Additionally, expect the saboteur to get stronger whenever you begin to make positive changes in your life. Expect it and be ready for it. The action steps below can help.
Act with Intention: Identify your saboteur and stop your self-sabotage
The saboteur loses its power over us when we’re aware and can identify it, realize we have other options in that situation, and then consciously choose the action at that time that serves us best (gets us closer to our true goal).
Here are some actions to take to identify your saboteur and stop your self-sabotage. It takes practice and work, and consistency, and over time you’ll be back in control and seeing positive results.
- Identify your saboteur by answering these questions. Where are you sabotaging yourself? What does your saboteur often think or say? In your environment, either at work or at home, what self-sabotaging language is being used, by you or others? For instance, a new opportunity at work has come up. It would be a promotion for you and you’re excited to learn more about it. Then you feel a little apprehensive, even nervous or scared, and the following thought stream pops into your head “I’m not ready for this. What if I fail? It’s easier to just stay in this role and not put myself out there to be rejected.”
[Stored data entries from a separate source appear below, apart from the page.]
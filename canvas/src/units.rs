#[cfg(test)]
#[path = "units_test.rs"]
mod units_test;

use serde::{Deserialize, Serialize};

use crate::consts::{DENSITY, MM_PER_CM};

/// A point in either pixel or centimeter space.
///
/// In memory the trajectory keeps pixel coordinates relative to the canvas
/// origin; centimeters only appear at the document boundary.
#[derive(Debug, Clone, Copy, PartialEq, Serialize, Deserialize)]
pub struct Point {
    pub x: f64,
    pub y: f64,
}

impl Point {
    #[must_use]
    pub fn new(x: f64, y: f64) -> Self {
        Self { x, y }
    }

    /// Convert a pixel-space point to centimeters.
    #[must_use]
    pub fn to_cm(self) -> Point {
        Point { x: to_cm(self.x), y: to_cm(self.y) }
    }

    /// Convert a centimeter-space point to pixels.
    #[must_use]
    pub fn to_px(self) -> Point {
        Point { x: to_px(self.x), y: to_px(self.y) }
    }

    /// Euclidean distance to `other`, in the same space as both points.
    #[must_use]
    pub fn distance_to(self, other: Point) -> f64 {
        (other.x - self.x).hypot(other.y - self.y)
    }
}

/// Convert a pixel length to centimeters.
#[must_use]
pub fn to_cm(px: f64) -> f64 {
    px / DENSITY
}

/// Convert a centimeter length to pixels.
#[must_use]
pub fn to_px(cm: f64) -> f64 {
    cm * DENSITY
}

/// Convert a pixel length to millimeters.
#[must_use]
pub fn to_mm(px: f64) -> f64 {
    to_cm(px) * MM_PER_CM
}

/// Convert a millimeter length to pixels.
#[must_use]
pub fn mm_to_px(mm: f64) -> f64 {
    to_px(mm / MM_PER_CM)
}

/// Whole-pixel extent of a canvas edge given in centimeters.
///
/// Callers pass validated canvas edges, so the result always fits in `u32`.
#[must_use]
#[allow(clippy::cast_possible_truncation, clippy::cast_sign_loss)]
pub fn canvas_px(cm: f64) -> u32 {
    to_px(cm).round().max(0.0) as u32
}

/// Format a centimeter value with the document's fixed precision.
#[must_use]
pub fn format_cm(cm: f64) -> String {
    format!("{cm:.prec$}", prec = crate::consts::CM_DECIMALS)
}
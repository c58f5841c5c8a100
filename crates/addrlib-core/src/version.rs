//! Four-part binary version stamp (`major.minor.patch.build`).

use std::fmt;
use std::str::FromStr;

use serde::{Deserialize, Serialize};

use crate::error::{Error, Result};

#[derive(Debug, Clone, Copy, Default, PartialEq, Eq, PartialOrd, Ord, Hash, Serialize, Deserialize)]
#[serde(try_from = "String", into = "String")]
pub struct Version([u16; 4]);

impl Version {
    pub const fn new(major: u16, minor: u16, patch: u16, build: u16) -> Self {
        Self([major, minor, patch, build])
    }

    pub const fn from_parts(parts: [u16; 4]) -> Self {
        Self(parts)
    }

    /// Build a version from the `u32` fields stored in binary database headers.
    ///
    /// Each field is truncated to 16 bits.
    pub fn from_header_fields(fields: [u32; 4]) -> Self {
        Self(fields.map(|f| f as u16))
    }

    pub const fn parts(&self) -> [u16; 4] {
        self.0
    }

    pub const fn major(&self) -> u16 {
        self.0[0]
    }

    pub const fn minor(&self) -> u16 {
        self.0[1]
    }

    pub const fn patch(&self) -> u16 {
        self.0[2]
    }

    pub const fn build(&self) -> u16 {
        self.0[3]
    }

    /// Join all four parts with `sep`, e.g. `"1_10_163_0"` for `sep = "_"`.
    pub fn to_string_with(&self, sep: &str) -> String {
        self.0
            .iter()
            .map(|p| p.to_string())
            .collect::<Vec<_>>()
            .join(sep)
    }
}

impl fmt::Display for Version {
    fn fmt(&self, f: &mut fmt::Formatter<'_>) -> fmt::Result {
        write!(f, "{}.{}.{}.{}", self.0[0], self.0[1], self.0[2], self.0[3])
    }
}

impl FromStr for Version {
    type Err = Error;

    /// Accepts `a.b.c` or `a.b.c.d`; a missing build part is zero.
    fn from_str(s: &str) -> Result<Self> {
        let s = s.trim();
        let tokens: Vec<&str> = s.split('.').collect();
        if !(3..=4).contains(&tokens.len()) {
            return Err(Error::InvalidVersion(s.to_string()));
        }

        let mut parts = [0u16; 4];
        for (slot, token) in parts.iter_mut().zip(&tokens) {
            if token.is_empty() || !token.bytes().all(|b| b.is_ascii_digit()) {
                return Err(Error::InvalidVersion(s.to_string()));
            }
            *slot = token
                .parse()
                .map_err(|_| Error::InvalidVersion(s.to_string()))?;
        }

        Ok(Self(parts))
    }
}

impl TryFrom<String> for Version {
    type Error = Error;

    fn try_from(value: String) -> Result<Self> {
        value.parse()
    }
}

impl From<Version> for String {
    fn from(value: Version) -> Self {
        value.to_string()
    }
}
- Next, you want to challenge and change those beliefs. Every time that thought, belief or language comes up, recognize it as your saboteur and change it. Then consciously choose a new thought and behavior that supports your long-term goals and wellbeing.
In the example above, you recognize those thoughts and beliefs for what they are. It’s your saboteur.
- Challenge “I’m not ready for this” with “Of course I’m ready, this is the perfect job for me.”
- Challenge “What if I fail?” with “What if I don’t fail? What if I don’t even try?”
- Challenge “It’s easier to just stay in this role and not put myself out there to be rejected” with “This new role is part of my long-term career plans, I’m ready for it and I’ll do a fantastic job. If I don’t get selected now, they may consider me for other opportunities in the future because I pursued this role and they know I’m interested in my career growth.”
You may need to get some leverage involved in order to change that thought or behavior. To do that, ask yourself, “What is this costing me in terms of health, wellbeing, relationships, and success? How is this holding me back from my goals and dreams and the vision I see for myself?”
In the example above, the leverage could be envisioning yourself in 2 – 5 years in the future, in the same role, earning a similar salary, not being challenged or growing professionally or personally. How would that feel? What have you missed out on? What are you still tolerating? How does staying stagnant impact your wellbeing, relationships, your long-term goals and dreams?
If you’re struggling with achieving a particular goal, your saboteur could be at work. Sometimes you’re not even aware of it.
I challenge you to get really focused, act intentionally, identify your saboteur and stop your self-sabotage once and for all.